• 202
    (bkz: #3427458)

    kerem'in 13 ağustos 2022 galatasaray giresunspor maçı performansı hakkında ufak çaplı güzel bir analiz yapmış yazar. abdül'ün hata yaptığı pozisyonda pva baskı altındayken pas opsiyonu yaratıp yaklaşsaydı iyi oynadığı maçta eleştirilerin hedefi olmayacaktı çocuk. kerem'i severim ama daha konsantre ve istekli oynaması lazım. burası galatasaray bu gün baş tacı eder kollarız böyle devam edersen de yarın unuturuz.

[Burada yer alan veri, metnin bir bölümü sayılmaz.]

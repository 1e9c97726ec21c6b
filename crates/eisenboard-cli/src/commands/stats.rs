use eisenboard_core::{open_store, BoardStats, Config};

pub fn run() -> Result<(), Box<dyn std::error::Error>> {
    let config = Config::load()?;
    let store = open_store(&config);
    let tasks = store.list()?;
    let stats = BoardStats::from_tasks(&tasks);
    println!("{}", serde_json::to_string_pretty(&stats)?);
    Ok(())
}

    edit: kötü niyetli ya da takıntılı olduğunu düşünmüyorum. bahsettiği pozisyonları maç özetinden izleyebilirsiniz fotoğraflı analizi ben de sağlıklı bulmadığım için özette mevcut pozisyonlara en azından tek tek izledim. yaptığı analiz gayet yerinde ve başarılı. giresun maçı özelinde kerem gerçekten çok laçka ve sorumsuz oynamış bunu gizlemeye çalışmak kendisine de galatasaray’a da bir şey kazandırmayacak. adamı kulüpten kovalım demiyoruz, ıslıklayıp yok edelim de demiyoruz. yalnızca geçen sezon sahada özveriyle 50 maç yapmış bir oyuncudan daha fazlasını bekliyor ve kendisine bu oyunu yakıştırmıyoruz mesele bundan ibaret.
  • 203
    kerem hakkında çok yerinde tespitler yapmış olan yazar. ama toreira'ya el kol hareketi yapmasi benim sindirebilecegim bir şey değil. kerem bir futbolcu ve bilmeli ki oyunu ve taktiği en iyi gören mevki kaleci ve savunmacilardir. onların her uyarısında böyle triplere gireceksen kulübeye mahkum olursun. umarım okan hoca burayı okuyordur ve kendisini aklı başına gelene kadar kulübeye oturtur umarım. daha yolun başındaki (yıllarca alt liglerde kendini ispat için uğraşmış) bir futbolcu için çok sıkıntılı hareketler. umarım kendi de özeleştirisini yapar.
  • 205
    kerem aktürkoğlu ile ilgili yaptığı analizdeki emeğini takdir etsem de analizini ciddiye alamıyorum. bana göre fotoğrafla analiz olmaz. mesela kerem'in pas vermediği gol pozisyonu 2 saniyede olup biten bir şey. aldı döndü vurdu hepsi bu. açın city maçının özetini izleyin ve kale ağzında topla kaleye girebilecekken pas alamayan haaland'ın pozisyonunu görün. olur böyle şeyler sahada. önemsizdir demiyorum, bir gol çok şeyi değiştirir ama tek maç özelinde değiştirir. galatasaray'ın sorunu kerem'in pas vermemesi, ahmet'in top kaptırması değili. 3 senedir galatasaray'ın bir oyun planı ve formatı sorunu var, oyuncu sorunu yok.
  • 207
    #3427458 numaralı entry'sini sonuna kadar okumadım ama okumamam şahsıyla alakalı değil. böyle entryleri sonuna kadar okumuyorum çünkü tek taraflı, ön yargılı ve yanıltıcı oluyorlar genelde.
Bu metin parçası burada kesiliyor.